▸ **What needs to be done**: Show each line of the data below in which "ThresholdConfig" occurs.

======== Dataset records ========

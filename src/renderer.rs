//! # Status Rendering
//!
//! This module renders the latest snapshot to the 128×64 status screen and to
//! an ASCII panel on stdout for development on desktop systems.
//!
//! The screen shows six 10 px rows in the 6×10 font; the ASCII panel adds the
//! actuator state and flags readings outside the configured bands.
//!
//! Buffered displays such as the SSD1306 only change once their frame buffer
//! is flushed; [`Screen`] pairs drawing with the flush and is what the
//! collector redraws after every round.

use crate::config::ThresholdConfig;
use crate::control::DeviceStatus;
use crate::{AirSource, SensorSnapshot};
use chrono::Local;
use embedded_graphics::{
    mono_font::{ascii::FONT_6X10, MonoTextStyle},
    pixelcolor::BinaryColor,
    prelude::*,
    text::{Baseline, Text},
};
use std::fmt;
use thiserror::Error;

/// Height of one screen row in pixels
const ROW_HEIGHT: i32 = 10;

/// The six lines shown on the status screen.
pub fn render_lines(snapshot: &SensorSnapshot) -> Vec<String> {
    let time = snapshot.timestamp.with_timezone(&Local);
    vec![
        format!("Temp: {:.1}C", snapshot.air_temperature),
        format!("Humi: {:.1}%", snapshot.air_humidity),
        format!("Soil M: {:.1}%", snapshot.soil_moisture),
        format!("Soil T: {:.1}C", snapshot.soil_temperature),
        format!("Light: {:.0} lux", snapshot.light_intensity),
        time.format("%H:%M:%S").to_string(),
    ]
}

/// Render the status lines onto any monochrome draw target.
pub fn draw_status<D>(snapshot: &SensorSnapshot, display: &mut D) -> Result<(), D::Error>
where
    D: DrawTarget<Color = BinaryColor>,
{
    display.clear(BinaryColor::Off)?;
    let style = MonoTextStyle::new(&FONT_6X10, BinaryColor::On);

    for (row, line) in (0..).zip(render_lines(snapshot)) {
        Text::with_baseline(&line, Point::new(0, row * ROW_HEIGHT), style, Baseline::Top)
            .draw(display)?;
    }
    Ok(())
}

/// Clear the screen and show a single message in the top row.
pub fn draw_message<D>(message: &str, display: &mut D) -> Result<(), D::Error>
where
    D: DrawTarget<Color = BinaryColor>,
{
    display.clear(BinaryColor::Off)?;
    let style = MonoTextStyle::new(&FONT_6X10, BinaryColor::On);
    Text::with_baseline(message, Point::zero(), style, Baseline::Top).draw(display)?;
    Ok(())
}

#[derive(Error, Debug)]
#[error("status screen: {0}")]
pub struct ScreenError(pub String);

/// Where the collector shows each new snapshot.
pub trait StatusScreen: Send {
    fn show_status(&mut self, snapshot: &SensorSnapshot) -> Result<(), ScreenError>;
    fn show_message(&mut self, message: &str) -> Result<(), ScreenError>;
}

impl<T: StatusScreen + ?Sized> StatusScreen for Box<T> {
    fn show_status(&mut self, snapshot: &SensorSnapshot) -> Result<(), ScreenError> {
        (**self).show_status(snapshot)
    }

    fn show_message(&mut self, message: &str) -> Result<(), ScreenError> {
        (**self).show_message(message)
    }
}

/// A monochrome display whose frame buffer is sent by an explicit flush.
pub trait BufferedDisplay: DrawTarget<Color = BinaryColor> {
    fn flush(&mut self) -> Result<(), Self::Error>;
}

/// [`StatusScreen`] over a [`BufferedDisplay`]: draw, then flush.
pub struct Screen<D>(pub D);

impl<D> Screen<D>
where
    D: BufferedDisplay,
    D::Error: fmt::Debug,
{
    fn present(
        &mut self,
        draw: impl FnOnce(&mut D) -> Result<(), D::Error>,
    ) -> Result<(), ScreenError> {
        draw(&mut self.0)
            .and_then(|()| self.0.flush())
            .map_err(|e| ScreenError(format!("{e:?}")))
    }
}

impl<D> StatusScreen for Screen<D>
where
    D: BufferedDisplay + Send,
    D::Error: fmt::Debug,
{
    fn show_status(&mut self, snapshot: &SensorSnapshot) -> Result<(), ScreenError> {
        self.present(|display| draw_status(snapshot, display))
    }

    fn show_message(&mut self, message: &str) -> Result<(), ScreenError> {
        self.present(|display| draw_message(message, display))
    }
}

/// Where a value sits relative to its configured band.
fn band_flag(value: f32, min: f32, max: f32) -> &'static str {
    if value < min {
        "  LOW"
    } else if value > max {
        "  HIGH"
    } else {
        ""
    }
}

/// Build the ASCII panel.
pub fn format_ascii(
    snapshot: &SensorSnapshot,
    status: &DeviceStatus,
    thresholds: &ThresholdConfig,
) -> String {
    let lines = render_lines(snapshot);
    let mut out = String::new();

    match snapshot.air_source {
        AirSource::Live => {}
        AirSource::Held => out.push_str("⚠ SENSOR STALE (holding last reading)\n\n"),
        AirSource::Synthetic => out.push_str("⚠ SENSOR OFFLINE (estimated air values)\n\n"),
    }

    let flags = [
        band_flag(snapshot.air_temperature, thresholds.temp_min, thresholds.temp_max),
        band_flag(snapshot.air_humidity, thresholds.humidity_min, thresholds.humidity_max),
        band_flag(
            snapshot.soil_moisture,
            thresholds.soil_moisture_min,
            thresholds.soil_moisture_max,
        ),
        "",
        band_flag(snapshot.light_intensity, thresholds.light_min, thresholds.light_max),
        "",
    ];

    out.push_str("┌──────────────────────────┐\n");
    for (line, flag) in lines.iter().zip(flags) {
        out.push_str(&format!("│ {:<24} │{}\n", line, flag));
    }
    out.push_str("└──────────────────────────┘\n");

    let fan = if status.fan_on {
        format!("ON {}%", status.fan_speed)
    } else {
        "OFF".to_string()
    };
    let vent = if status.vent_available {
        format!("{}° ({}% open)", status.vent_angle, status.vent_position_pct())
    } else {
        "unavailable".to_string()
    };
    let mode = if status.auto_mode { "auto" } else { "manual" };
    out.push_str(&format!("Fan: {}  Vent: {}  Mode: {}\n", fan, vent, mode));
    out
}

========

▸ **Task answer**:
use crate::config::ThresholdConfig;
    thresholds: &ThresholdConfig,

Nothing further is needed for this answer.